Problem to work on:
Looking at the entries below, state how many lines contain the word "usize". Give the number alone.

Input records:
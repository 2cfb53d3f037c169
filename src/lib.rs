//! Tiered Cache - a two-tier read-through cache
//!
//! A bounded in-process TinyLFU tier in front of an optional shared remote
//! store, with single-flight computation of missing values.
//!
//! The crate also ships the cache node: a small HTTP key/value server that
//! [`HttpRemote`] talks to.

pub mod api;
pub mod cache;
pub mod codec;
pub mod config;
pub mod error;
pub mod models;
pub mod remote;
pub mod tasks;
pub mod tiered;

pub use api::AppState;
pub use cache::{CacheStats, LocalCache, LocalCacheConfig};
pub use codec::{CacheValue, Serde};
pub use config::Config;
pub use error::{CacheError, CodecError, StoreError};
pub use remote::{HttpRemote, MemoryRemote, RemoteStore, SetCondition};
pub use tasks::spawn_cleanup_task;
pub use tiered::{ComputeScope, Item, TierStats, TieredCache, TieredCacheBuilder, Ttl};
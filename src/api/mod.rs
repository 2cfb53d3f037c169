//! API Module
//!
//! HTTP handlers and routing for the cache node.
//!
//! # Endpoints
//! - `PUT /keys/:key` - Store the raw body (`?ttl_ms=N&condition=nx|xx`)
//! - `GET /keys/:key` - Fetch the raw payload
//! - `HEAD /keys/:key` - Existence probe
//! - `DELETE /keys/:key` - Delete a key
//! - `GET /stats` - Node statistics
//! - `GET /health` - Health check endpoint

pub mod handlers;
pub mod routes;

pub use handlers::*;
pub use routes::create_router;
* * *
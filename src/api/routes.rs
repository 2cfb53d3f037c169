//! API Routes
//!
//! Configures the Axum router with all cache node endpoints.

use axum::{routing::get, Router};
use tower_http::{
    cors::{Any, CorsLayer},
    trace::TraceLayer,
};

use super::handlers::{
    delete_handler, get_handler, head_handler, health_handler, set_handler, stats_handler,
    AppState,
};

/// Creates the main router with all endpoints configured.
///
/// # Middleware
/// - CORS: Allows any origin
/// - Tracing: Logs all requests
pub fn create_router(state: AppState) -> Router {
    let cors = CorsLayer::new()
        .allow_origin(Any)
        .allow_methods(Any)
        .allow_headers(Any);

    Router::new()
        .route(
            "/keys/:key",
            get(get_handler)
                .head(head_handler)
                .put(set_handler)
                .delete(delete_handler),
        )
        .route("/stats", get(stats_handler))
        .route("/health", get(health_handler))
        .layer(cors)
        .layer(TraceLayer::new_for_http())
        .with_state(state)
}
--
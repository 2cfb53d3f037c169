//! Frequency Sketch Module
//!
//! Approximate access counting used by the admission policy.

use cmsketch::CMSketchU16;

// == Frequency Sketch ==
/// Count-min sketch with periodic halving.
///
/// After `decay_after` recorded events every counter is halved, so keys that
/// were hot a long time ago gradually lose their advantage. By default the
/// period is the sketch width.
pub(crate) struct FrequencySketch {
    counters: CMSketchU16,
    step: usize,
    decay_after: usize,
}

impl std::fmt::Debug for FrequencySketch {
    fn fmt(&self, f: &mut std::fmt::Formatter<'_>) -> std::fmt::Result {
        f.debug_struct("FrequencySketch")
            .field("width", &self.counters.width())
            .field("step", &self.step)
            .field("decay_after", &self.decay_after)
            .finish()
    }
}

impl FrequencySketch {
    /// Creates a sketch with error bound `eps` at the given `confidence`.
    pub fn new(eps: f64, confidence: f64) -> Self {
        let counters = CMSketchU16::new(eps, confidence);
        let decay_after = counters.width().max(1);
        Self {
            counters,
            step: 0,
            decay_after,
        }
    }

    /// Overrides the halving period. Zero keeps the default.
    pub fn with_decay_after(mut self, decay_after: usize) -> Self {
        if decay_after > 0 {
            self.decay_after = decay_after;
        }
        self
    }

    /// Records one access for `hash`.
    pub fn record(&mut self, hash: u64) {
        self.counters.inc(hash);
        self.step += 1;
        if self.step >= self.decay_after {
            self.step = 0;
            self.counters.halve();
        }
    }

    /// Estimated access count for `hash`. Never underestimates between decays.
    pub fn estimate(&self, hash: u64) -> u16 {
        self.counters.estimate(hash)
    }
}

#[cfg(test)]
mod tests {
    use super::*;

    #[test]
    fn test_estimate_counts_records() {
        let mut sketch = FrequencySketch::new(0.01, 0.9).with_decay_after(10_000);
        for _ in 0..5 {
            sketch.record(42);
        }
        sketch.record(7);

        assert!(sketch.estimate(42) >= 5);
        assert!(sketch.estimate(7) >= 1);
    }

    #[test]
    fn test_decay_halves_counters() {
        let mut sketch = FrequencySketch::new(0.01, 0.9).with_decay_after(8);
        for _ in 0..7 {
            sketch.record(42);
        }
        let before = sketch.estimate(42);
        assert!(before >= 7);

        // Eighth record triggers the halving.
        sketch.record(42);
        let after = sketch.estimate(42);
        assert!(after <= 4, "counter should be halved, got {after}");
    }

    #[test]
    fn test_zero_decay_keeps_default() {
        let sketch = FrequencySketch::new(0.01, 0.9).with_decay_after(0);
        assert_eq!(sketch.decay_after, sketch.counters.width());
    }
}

Exercise output:
3